Task to carry out: When the string "directory" occurs in a line of the records, show that line.

Top of Supplied information

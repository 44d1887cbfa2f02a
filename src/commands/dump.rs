//! Prints everything stored, for troubleshooting.

use super::today;
use crate::{
    db::{
        certifications::Certifications, courses::Courses, db::Db, institutions::Institutions,
        migrations::MigrationManager, reports,
    },
    libs::{messages::Message, view::View},
    msg_print,
};
use anyhow::Result;

pub fn cmd(db: &Db) -> Result<()> {
    msg_print!(Message::DumpHeader(db.path().display().to_string(), db.schema_version()?));

    let history = db.read(|conn| MigrationManager::new().get_migration_history(conn))?;
    for (version, name, applied_at) in history {
        msg_print!(Message::DumpMigration(version, name, applied_at));
    }

    let institutions = Institutions::new(db).list()?;
    msg_print!(Message::DumpSection(format!("institutions ({})", institutions.len())), true);
    View::institutions(&institutions);

    let course_count = Courses::new(db).count()?;
    msg_print!(Message::DumpSection(format!("courses ({})", course_count)), true);
    View::courses(&reports::by_institution(db, today())?);

    let certifications = Certifications::new(db).list_details()?;
    msg_print!(Message::DumpSection(format!("certifications ({})", certifications.len())), true);
    View::certifications(&certifications, today());

    Ok(())
}
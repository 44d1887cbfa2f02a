//! Field checks applied by the repositories before anything is written.

use crate::db::error::{TrackerError, TrackerResult};

/// Rejects blank required text, returning the trimmed value.
pub fn require_text(field: &str, value: &str) -> TrackerResult<String> {
    let trimmed = value.trim();
    if trimmed.is_empty() {
        return Err(TrackerError::validation(format!("{} cannot be empty", field)));
    }
    Ok(trimmed.to_string())
}

/// Optional text on create: blank collapses to `None`.
pub fn optional_text(value: Option<&str>) -> Option<String> {
    value.map(str::trim).filter(|v| !v.is_empty()).map(str::to_string)
}

/// Replacement text on update. `None` keeps the stored value, so a blank
/// replacement is a caller mistake rather than a request to clear the field.
pub fn replacement_text(field: &str, value: Option<&str>) -> TrackerResult<Option<String>> {
    value.map(|v| require_text(field, v)).transpose()
}

pub fn validate_year(year: Option<i32>) -> TrackerResult<Option<i32>> {
    match year {
        Some(y) if !(1..=9999).contains(&y) => Err(TrackerError::validation(format!("year {} is out of range", y))),
        other => Ok(other),
    }
}

#[cfg(test)]
mod tests {
    use super::*;

    #[test]
    fn blank_text_is_rejected() {
        assert!(matches!(require_text("name", "   "), Err(TrackerError::Validation(_))));
        assert_eq!(require_text("name", "  Moringa ").unwrap(), "Moringa");
    }

    #[test]
    fn optional_text_drops_blanks() {
        assert_eq!(optional_text(Some("  ")), None);
        assert_eq!(optional_text(Some(" Nairobi ")), Some("Nairobi".to_string()));
        assert_eq!(optional_text(None), None);
    }

    #[test]
    fn replacement_text_keeps_none_and_rejects_blank() {
        assert_eq!(replacement_text("location", None).unwrap(), None);
        assert!(replacement_text("location", Some("")).is_err());
        assert_eq!(replacement_text("location", Some("Mombasa")).unwrap(), Some("Mombasa".to_string()));
    }

    #[test]
    fn year_range() {
        assert_eq!(validate_year(Some(2014)).unwrap(), Some(2014));
        assert_eq!(validate_year(None).unwrap(), None);
        assert!(validate_year(Some(-3)).is_err());
        assert!(validate_year(Some(0)).is_err());
    }
}
//! Shared fixtures: a throw-away SQLite database and resources directory.
use std::{fs, path::Path};

use herc_reader::people::configuration;
use sqlx::{Pool, Sqlite};
use tempfile::{NamedTempFile, TempDir};

pub struct Fixture {
    // kept alive for the duration of the test
    _database: NamedTempFile,
    pub resources: TempDir,
    pub pool: Pool<Sqlite>,
}

impl Fixture {
    /// Creates the `people` table and a resources directory holding
    /// `sample-data.csv` with the given content.
    pub async fn new(sample_data: &str) -> anyhow::Result<Self> {
        let database = NamedTempFile::new()?;
        let url = format!("sqlite://{}", database.path().display());
        let pool = configuration::connect(&url).await?;
        configuration::initialize_schema(&pool).await?;

        let resources = TempDir::new()?;
        write_sample_data(resources.path(), sample_data)?;

        Ok(Self {
            _database: database,
            resources,
            pool,
        })
    }

    pub async fn rows(&self) -> anyhow::Result<Vec<(String, String)>> {
        Ok(
            sqlx::query_as("SELECT first_name, last_name FROM people ORDER BY person_id")
                .fetch_all(&self.pool)
                .await?,
        )
    }
}

pub fn write_sample_data(resources: &Path, content: &str) -> std::io::Result<()> {
    fs::write(resources.join(configuration::SAMPLE_DATA), content)
}

/// `count` lines of distinct lower-case names.
pub fn sample_lines(count: usize) -> String {
    (1..=count)
        .map(|i| format!("first{i},last{i}\n"))
        .collect()
}
use log::{error, info};
use sqlx::{Pool, Sqlite};

use crate::{
    core::job::{JobExecution, JobStatus},
    item::rdbc::block_on,
};

use super::person::Person;

/// Returns every row committed to `people`, in insertion order.
pub fn committed_people(pool: &Pool<Sqlite>) -> Result<Vec<Person>, sqlx::Error> {
    block_on(
        sqlx::query_as::<_, Person>("SELECT first_name, last_name FROM people ORDER BY person_id")
            .fetch_all(pool),
    )
}

/// Completion notification of `importUserJob`.
///
/// A completed run lists the rows now present in `people`; a failed run logs
/// its cause.
pub fn notify_completion(pool: &Pool<Sqlite>, execution: &JobExecution) {
    match execution.status {
        JobStatus::Completed => {
            info!("!!! JOB FINISHED! Time to verify the results");

            match committed_people(pool) {
                Ok(people) => people
                    .iter()
                    .for_each(|person| info!("Found <{}> in the database.", person)),
                Err(err) => error!("Unable to list committed people: {}", err),
            }
        }
        JobStatus::Failed => error!(
            "Job {} run.id {} failed: {}",
            execution.job_name,
            execution.run_id,
            execution.exit_message.as_deref().unwrap_or("unknown cause")
        ),
        JobStatus::Starting | JobStatus::Running => {}
    }
}
#![cfg_attr(docsrs, feature(doc_cfg))]

/*!
 # herc-reader

 A small chunk-oriented batch job: `importUserJob` reads people from the
 `sample-data.csv` resource, upper-cases their names and inserts them into the
 `people` table, ten rows per transaction.

 ## Core Concepts

- **Job:** the entire batch process, composed of one or more `Step`s. Every
  run gets an incrementing run id and ends `COMPLETED` or `FAILED`; completion
  listeners are plain closures invoked with the final `JobExecution`.
- **Step:** a chunk-oriented phase: read up to `chunk` items, process them,
  write them as one unit, until the reader is exhausted.
- **ItemReader:** retrieves input one item at a time.
- **ItemProcessor:** business logic applied to each item read.
- **ItemWriter:** writes a whole chunk; the SQLite writer commits it in one
  transaction.
- **JobRepository:** remembers executions so run ids keep increasing.

 ## Features

| **Feature**   | **Description**                                              |
|---------------|--------------------------------------------------------------|
| csv           | Enables the CSV `ItemReader`                                 |
| rdbc-sqlite   | Enables the SQLite `ItemWriter` and SQLite `JobRepository`   |
| full          | Enables all available features                               |

 The `people` module and the `herc-reader` binary need both `csv` and
 `rdbc-sqlite`, which are enabled by default.

 ## Getting Started

```rust,no_run
# use herc_reader::{
#     core::repository::sqlite::SqliteJobRepository,
#     people::{configuration, run_import_user_job},
# };
# use std::path::Path;
#[tokio::main(flavor = "multi_thread")]
async fn main() -> anyhow::Result<()> {
    let pool = configuration::connect("sqlite://people.db").await?;
    configuration::initialize_schema(&pool).await?;

    let repository = SqliteJobRepository::new(&pool);
    repository.initialize()?;

    let execution = run_import_user_job(Path::new("resources"), &pool, &repository)?;
    println!("run {} ended {}", execution.run_id, execution.status);

    Ok(())
}
```
 */

/// Core module for batch operations
pub mod core;

/// Error types for batch operations
pub mod error;

#[doc(inline)]
pub use error::*;

/// Set of item readers / writers (csv reader, sqlite writer)
pub mod item;

/// Settings of the job binary
pub mod settings;

#[cfg(all(feature = "csv", feature = "rdbc-sqlite"))]
/// The `importUserJob` definition
pub mod people;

Bottom of Supplied information

Solved exercise:
//! Shared fixtures: a throw-away SQLite database and resources directory.
    /// Creates the `people` table and a resources directory holding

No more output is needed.